Skip Navigation Links The Library of Congress >> Standards
Metadata Encoding and Transmission Standard (METS) Official Web Site
METS_Profile: @xsi:schemaLocation="http://www.loc.gov/METS_Profile/ http://www.loc.gov/standards/mets/profile_docs/mets.profile.v1-2.xsd"
title:
RLUK 19th Century Pamphlets METS Profile
abstract:
This profile specifies the use of METS to provide metadata for the project to digitise 19th Century Pamphlets under Phase 2 of the JISC Digitisation Programme. Further information about the project can be found at: http://www.southampton.ac.uk/library/bopcris/ http://www.jisc.ac.uk/whatwedo/programmes/programme_digitisation/pamphlets.aspx The materials to be digitised comprise single pamphlets, sometimes bound into a volume, sometimes not. The item level is defined to be a pamphlet. One METS document should be present for each digitised pamphlet. If the pamphlets were bound into a volume, the front and back matter, including tables of contents, of the volume have also been scanned. In such cases, one METS document should also be present for each volume, containing the images of the volume and references to the METS documents for the pamphlets contained within the volume. The digital files for each pamphlet should comprise: master images (TIFF) and OCR full-text in two formats (plain text and word co-ordinated XML).
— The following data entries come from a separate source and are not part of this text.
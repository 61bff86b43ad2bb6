//! Quiet-period debouncing as an owned background task

use parking_lot::Mutex;
use std::future::Future;
use std::time::Duration;
use tokio::sync::{mpsc, oneshot};
use tokio::task::JoinHandle;
use tokio::time::{Instant, sleep_until};

enum Command {
    Schedule,
    Flush(oneshot::Sender<()>),
    Shutdown(oneshot::Sender<()>),
}

/// Collapses bursts of [`schedule`](Debouncer::schedule) calls into one run of
/// an action, fired once no new request has arrived for the quiet period.
/// Each request pushes the deadline back.
pub struct Debouncer {
    commands: mpsc::UnboundedSender<Command>,
    task: Mutex<Option<JoinHandle<()>>>,
}

impl Debouncer {
    /// Start the debounce task. Runs of `action` never overlap.
    pub fn spawn<F, Fut>(quiet: Duration, mut action: F) -> Self
    where
        F: FnMut() -> Fut + Send + 'static,
        Fut: Future<Output = ()> + Send + 'static,
    {
        let (commands, mut rx) = mpsc::unbounded_channel();
        let task = tokio::spawn(async move {
            let mut deadline: Option<Instant> = None;
            loop {
                tokio::select! {
                    command = rx.recv() => match command {
                        Some(Command::Schedule) => {
                            deadline = Some(Instant::now() + quiet);
                        }
                        Some(Command::Flush(done)) => {
                            if deadline.take().is_some() {
                                action().await;
                            }
                            let _ = done.send(());
                        }
                        Some(Command::Shutdown(done)) => {
                            if deadline.take().is_some() {
                                action().await;
                            }
                            let _ = done.send(());
                            break;
                        }
                        None => {
                            if deadline.take().is_some() {
                                action().await;
                            }
                            break;
                        }
                    },
                    _ = sleep_until(deadline.unwrap_or_else(Instant::now)), if deadline.is_some() => {
                        deadline = None;
                        action().await;
                    }
                }
            }
        });

        Self {
            commands,
            task: Mutex::new(Some(task)),
        }
    }

    /// Request a run after the quiet period, replacing any pending one
    pub fn schedule(&self) {
        let _ = self.commands.send(Command::Schedule);
    }

    /// Run a pending action now and wait for it. No-op if nothing is pending.
    pub async fn flush(&self) {
        let (done, wait) = oneshot::channel();
        if self.commands.send(Command::Flush(done)).is_ok() {
            let _ = wait.await;
        }
    }

    /// Flush and stop the task. Later schedules are dropped.
    pub async fn shutdown(&self) {
        let (done, wait) = oneshot::channel();
        if self.commands.send(Command::Shutdown(done)).is_ok() {
            let _ = wait.await;
        }
        let task = self.task.lock().take();
        if let Some(task) = task {
            let _ = task.await;
        }
    }
}
//! Shared utilities

use chrono::{DateTime, Utc};

/// Truncate a string to `max` characters, appending "..." if truncated.
/// Operates on Unicode char boundaries, not bytes.
pub fn truncate_chars(s: &str, max: usize) -> String {
    let mut chars = s.chars();
    let truncated: String = chars.by_ref().take(max).collect();
    if chars.next().is_some() {
        format!("{}...", truncated)
    } else {
        truncated
    }
}

/// Short id prefix for listings
pub fn short_id(id: &str) -> &str {
    id.get(..8).unwrap_or(id)
}

/// Human-friendly age of a timestamp relative to `now`
pub fn format_age(then: DateTime<Utc>, now: DateTime<Utc>) -> String {
    let seconds = (now - then).num_seconds().max(0);
    match seconds {
        0..=59 => "just now".to_string(),
        60..=3599 => format!("{}m ago", seconds / 60),
        3600..=86_399 => format!("{}h ago", seconds / 3600),
        86_400..=604_799 => format!("{}d ago", seconds / 86_400),
        _ => then.format("%Y-%m-%d").to_string(),
    }
}

/// Model size in human units
pub fn format_size(bytes: u64) -> String {
    const GB: f64 = 1024.0 * 1024.0 * 1024.0;
    const MB: f64 = 1024.0 * 1024.0;
    let bytes = bytes as f64;
    if bytes >= GB {
        format!("{:.1} GB", bytes / GB)
    } else {
        format!("{:.0} MB", bytes / MB)
    }
}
The digital files for each bound volume should comprise master images only. All digital files are packaged together with the METS and extension metadata into a single digital object (TAR) for delivery and storage.
date:
2008-08-06T00:00:00
contact:
name:
Ed Fay
institution:
University of Southampton
address:
BOPCRIS Digitisation Centre, Hartley Library, University of Southampton, SO17 1BJ, UK
phone:
+44 (0) 23 8059 3575
email:
E.Fay@soton.ac.uk
extension_schema: @ID="MODS"
name:
Metadata Object Description Schema (MODS)
context:
mets/dmdSec/mdWrap/xmlData
note:
Bibliographic metadata at the item level, supplied in MODS by COPAC (http://www.copac.ac.uk) There will be one instance per pamphlet, and none per bound volume. This metadata will be contained in a dmdSec linked to the top level div in the logical structMap. MODS metadata will conform to version 3.2 of the schema.
extension_schema: @ID="MIX"
name:
NISO Metadata for Images in XML (NISO MIX)
context:
mets/amdSec/techMD/mdWrap/xmlData
note:
Technical metadata at the file level, extracted from standard file information and TIFF headers. There will be one instance per master image file listed in the fileSec. This metadata will be contained in an amdSec linked to the relevant file element. MIX metadata will conform to version 2.0 of the schema.
extension_schema: @ID="PREMIS"
name:
PREMIS Data Dictionary for Preservation Metadata
context:
mets/amdSec/digiProvMD|techMD/mdWrap/xmlData
note:
Technical metadata at the file level, extracted from standard file information. There will be one instance per file of any kind listed in the fileSec. This metadata will be contained in an amdSec linked to the relevant file element. The PREMIS components will be contained within seperate METS elements, as suggested by the "Guidelines for using PREMIS within METS" at http://www.loc.gov/standards/premis/premis-mets.html techMD: premis:object for each file digiProvMD: premis:event containing information about file derivations digiProvMD: premis:agent containing information about software packages PREMIS metadata will conform to version 2.0 of the schema.
extension_schema: @ID="descriptors"
name:
BOPCRIS Descriptors Metadata
context:
mets/dmdSec/mdWrap/xmlData
note:
Descriptive metadata at the page level, recorded by scanner operators at the point of scanning. This schema indicates attributes of a page, for example that it contains text in a certain language, imagery or tabular data. There are 12 such attributes enumerated within the schema. There will be one instance per item page, indicating language as a minimum. Language information uses the controlled vocabulary ISO 639.2. This metadata will be contained in a dmdSec linked to the page level div in the logical structMap. BOPCRIS Descriptors metadata will confrom to version 0.2 of the schema.
extension_schema: @ID="provenance"
name:
BOPCRIS Provenance Metadata
context:
mets/amdSec/digiProvMD/mdWrap/xmlData
note:
Administrative metadata at the object level, indicating the provenance of the item. This schema contains information about the source library, collection and shelfmark of the original item. There will be one instance per pamphlet, none per bound volume. This metadata will be contained in an amdSec linked to the top level div in the logical structMap. BOPCRIS Provenance metadata will conform to version 0.1 of the schema.
extension_schema: @ID="rights"
name:
BOPCRIS Rights Metadata
context:
mets/amdSec/rightsMD/mdWrap/xmlData
note:
Administrative metadata at the item level, indicating the copyright status of the item. For a full explanation of the copyright status, see the project documentation. There will be one instance per pamphlet, none per bound volume. This metadata will be contained in an amdSec linked to the top level div in the logical structMap. BOPCRIS Rights metadata will conform to version 0.1 of the schema.
description_rules:

Bibliographic records will conform to the descriptive specifications of COPAC at the time of export (2007).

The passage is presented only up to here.